Work task:
Restrict the output to the lines below starting at the one that contains "pub fn is_encrypted(&self)" and ending at the one that contains "[], |row| row.get(0));", and restate them word for word, both ends included.

Material to process:
________

//! Database access layer with connection pooling and migrations
//!
//! This module is organized by domain:
//! - `transactions` - Transaction storage and expense-type writes
//! - `rules` - Versioned classification rule store
//! - `feedback` - Feedback event append/consume operations
//! - `jobs` - Auto-tag job persistence and recovery

use chrono::{DateTime, Utc};
use r2d2::{Pool, PooledConnection};
use r2d2_sqlite::SqliteConnectionManager;
use tracing::info;

use crate::error::{Error, Result};

mod feedback;
mod jobs;
mod rules;
mod transactions;

pub use transactions::TransactionInsertResult;

pub type DbPool = Pool<SqliteConnectionManager>;
pub type DbConn = PooledConnection<SqliteConnectionManager>;

/// Environment variable for database encryption key
pub const DB_KEY_ENV: &str = "SIFT_DB_KEY";

/// Derive an encryption key from a passphrase using Argon2
///
/// Uses a fixed application salt so the same passphrase always produces the same key,
/// regardless of database path. This allows moving/renaming/restoring the database freely.
fn derive_key(passphrase: &str) -> Result<String> {
    use argon2::{password_hash::SaltString, Argon2, PasswordHasher};

    // Fixed application salt - changing this would invalidate all existing encrypted databases
    const APP_SALT: &[u8; 16] = b"sift-salt-v1-fix";

    let salt = SaltString::encode_b64(APP_SALT)
        .map_err(|e| Error::Encryption(format!("Failed to create salt: {}", e)))?;

    // Derive key using Argon2id
    let argon2 = Argon2::default();
    let hash = argon2
        .hash_password(passphrase.as_bytes(), &salt)
        .map_err(|e| Error::Encryption(format!("Failed to derive key: {}", e)))?;

    // Extract the hash portion for use as SQLCipher key (hex encoded)
    let hash_str = hash
        .hash
        .ok_or_else(|| Error::Encryption("No hash output".to_string()))?;
    Ok(hex::encode(hash_str.as_bytes()))
}

/// Parse a SQLite datetime string into a DateTime<Utc>
pub(crate) fn parse_datetime(s: &str) -> DateTime<Utc> {
    // SQLite stores as "YYYY-MM-DD HH:MM:SS" format
    chrono::NaiveDateTime::parse_from_str(s, "%Y-%m-%d %H:%M:%S")
        .map(|dt| dt.and_utc())
        .unwrap_or_else(|_| Utc::now())
}

/// Database wrapper with connection pooling
#[derive(Clone, Debug)]
pub struct Database {
    pool: DbPool,
    /// Path to the database file
    db_path: String,
}

impl Database {
    /// Create a new database connection pool with encryption
    ///
    /// Requires `SIFT_DB_KEY` environment variable to be set.
    /// The database will be encrypted using SQLCipher with a key derived
    /// from the passphrase via Argon2.
    ///
    /// Returns an error if `SIFT_DB_KEY` is not set. Use `new_unencrypted()`
    /// for development/testing without encryption.
    pub fn new(path: &str) -> Result<Self> {
        let encryption_key = std::env::var(DB_KEY_ENV).ok();
        match encryption_key {
            Some(key) => Self::new_with_key(path, Some(&key)),
            None => Err(Error::Encryption(format!(
                "Database encryption required. Set {} environment variable with your passphrase, \
                or use --no-encrypt for unencrypted databases (not recommended for production).",
                DB_KEY_ENV
            ))),
        }
    }

    /// Create a new unencrypted database connection pool
    ///
    /// WARNING: This creates an unencrypted database. Only use for development
    /// or testing. For production, use `new()` with `SIFT_DB_KEY` set.
    pub fn new_unencrypted(path: &str) -> Result<Self> {
        Self::new_with_key(path, None)
    }

    /// Create a new database with an explicit encryption key
    pub fn new_with_key(path: &str, passphrase: Option<&str>) -> Result<Self> {
        let manager = SqliteConnectionManager::file(path);

        let pool = if let Some(pass) = passphrase {
            let key = derive_key(pass)?;
            let key_pragma = format!("PRAGMA key = 'x\"{}\"';", key);

            // Use with_init to set the key on every new connection
            let manager = manager.with_init(move |conn| {
                conn.execute_batch(&key_pragma)?;
                Ok(())
            });

            Pool::builder().max_size(10).build(manager)?
        } else {
            Pool::builder().max_size(10).build(manager)?
        };

        let db = Self {
            pool,
            db_path: path.to_string(),
        };
        db.run_migrations()?;

        Ok(db)
    }

    /// Get the path to the database file
    pub fn path(&self) -> &str {
        &self.db_path
    }

    /// Create an in-memory database (for testing)
    ///
    /// Note: Uses a temporary file rather than `:memory:` because SQLCipher
    /// has issues with in-memory databases in the connection pool.
    pub fn in_memory() -> Result<Self> {
        use std::sync::atomic::{AtomicU64, Ordering};
        static COUNTER: AtomicU64 = AtomicU64::new(0);

        let id = COUNTER.fetch_add(1, Ordering::SeqCst);
        let path = format!("/tmp/sift_test_{}_{}.db", std::process::id(), id);

        // Remove any existing file
        let _ = std::fs::remove_file(&path);

        Self::new_unencrypted(&path)
    }

    /// Check if the database is encrypted
    pub fn is_encrypted(&self) -> Result<bool> {
        let conn = self.conn()?;
        // SQLCipher sets cipher_version if encryption is active
        let result: rusqlite::Result<String> =
            conn.query_row("PRAGMA cipher_version;", [], |row| row.get(0));
        Ok(result.is_ok() && std::env::var(DB_KEY_ENV).is_ok())
    }

    /// Get a connection from the pool
    pub fn conn(&self) -> Result<DbConn> {
        Ok(self.pool.get()?)
    }

    /// Run database migrations
    fn run_migrations(&self) -> Result<()> {
        let conn = self.conn()?;

        conn.execute_batch(
            r#"
            -- Enable foreign keys
            PRAGMA foreign_keys = ON;

            -- WAL mode: better concurrency, readers don't block writers
            -- Note: creates -wal and -shm sidecar files alongside the database
            PRAGMA journal_mode = WAL;

            -- Cache size: ~8MB (2000 pages * 4KB default page size)
            PRAGMA cache_size = 2000;

            -- Synchronous NORMAL: good balance of safety and performance
            PRAGMA synchronous = NORMAL;

            -- Store temp tables in memory (faster for complex queries)
            PRAGMA temp_store = MEMORY;

            -- Transactions (created by the external import pipeline or manually;
            -- this engine only ever writes expense_type)
            CREATE TABLE IF NOT EXISTS transactions (
                id INTEGER PRIMARY KEY,
                date DATE NOT NULL,
                month TEXT NOT NULL,                 -- YYYY-MM derivation of date
                description TEXT NOT NULL,
                amount REAL NOT NULL,                -- negative = expense
                tags TEXT,                           -- JSON array of historical tags
                expense_type TEXT,                   -- fixed, variable, or NULL
                source TEXT DEFAULT 'import',
                entry_hash TEXT UNIQUE,              -- dedup hash
                created_at DATETIME DEFAULT CURRENT_TIMESTAMP
            );

            CREATE INDEX IF NOT EXISTS idx_transactions_month ON transactions(month);
            CREATE INDEX IF NOT EXISTS idx_transactions_expense_type ON transactions(expense_type);
            CREATE INDEX IF NOT EXISTS idx_transactions_date ON transactions(date);

            -- Classification rules (the rule store)
            CREATE TABLE IF NOT EXISTS classification_rules (
                id INTEGER PRIMARY KEY,
                name TEXT NOT NULL,
                type_label TEXT NOT NULL,            -- fixed or variable, immutable
                pattern_kind TEXT NOT NULL DEFAULT 'keyword',
                pattern TEXT NOT NULL,
                weight REAL NOT NULL,                -- [0, 1], learner-adjusted
                seeded BOOLEAN DEFAULT 0,
                created_at DATETIME DEFAULT CURRENT_TIMESTAMP,
                updated_at DATETIME DEFAULT CURRENT_TIMESTAMP
            );

            CREATE INDEX IF NOT EXISTS idx_rules_kind ON classification_rules(pattern_kind);
            CREATE INDEX IF NOT EXISTS idx_rules_type ON classification_rules(type_label);

            -- Store-wide metadata; rule_revision increments on every rule mutation
            CREATE TABLE IF NOT EXISTS store_meta (
                key TEXT PRIMARY KEY,
                value TEXT NOT NULL
            );

            INSERT OR IGNORE INTO store_meta (key, value) VALUES ('rule_revision', '0');

            -- Feedback events, appended on every classification decision
            CREATE TABLE IF NOT EXISTS feedback_events (
                id INTEGER PRIMARY KEY,
                transaction_id INTEGER NOT NULL REFERENCES transactions(id) ON DELETE CASCADE,
                ai_suggested_type TEXT NOT NULL,
                ai_confidence REAL NOT NULL,
                user_decision TEXT NOT NULL,         -- ai_suggestion, fixed, variable
                agreed BOOLEAN NOT NULL,
                matched_rule_ids TEXT,               -- JSON array of rule ids behind the suggestion
                user_confirmed BOOLEAN DEFAULT 0,    -- explicit human review vs auto-tag
                processed BOOLEAN DEFAULT 0,         -- consumed by the feedback learner
                created_at DATETIME DEFAULT CURRENT_TIMESTAMP
            );

            CREATE INDEX IF NOT EXISTS idx_feedback_processed ON feedback_events(processed);
            CREATE INDEX IF NOT EXISTS idx_feedback_transaction ON feedback_events(transaction_id);

            -- Auto-tag jobs; progress is derived from this row so it survives restarts
            CREATE TABLE IF NOT EXISTS auto_tag_jobs (
                id INTEGER PRIMARY KEY,
                month TEXT NOT NULL,
                status TEXT NOT NULL DEFAULT 'running',  -- running, completed, cancelled, failed
                confidence_threshold REAL NOT NULL,
                total INTEGER NOT NULL DEFAULT 0,
                processed INTEGER NOT NULL DEFAULT 0,
                auto_applied INTEGER NOT NULL DEFAULT 0,
                pending_review INTEGER NOT NULL DEFAULT 0,
                error TEXT,
                started_at DATETIME DEFAULT CURRENT_TIMESTAMP,
                finished_at DATETIME
            );

            -- At most one running job per month
            CREATE UNIQUE INDEX IF NOT EXISTS idx_jobs_one_running_per_month
                ON auto_tag_jobs(month) WHERE status = 'running';
            CREATE INDEX IF NOT EXISTS idx_jobs_status ON auto_tag_jobs(status);
            "#,
        )?;

        info!("Database schema initialized");
        Ok(())
    }
}

#[cfg(test)]
mod tests;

________

Solution:
    pub fn is_encrypted(&self) -> Result<bool> {
        let conn = self.conn()?;
        // SQLCipher sets cipher_version if encryption is active
        let result: rusqlite::Result<String> =
            conn.query_row("PRAGMA cipher_version;", [], |row| row.get(0));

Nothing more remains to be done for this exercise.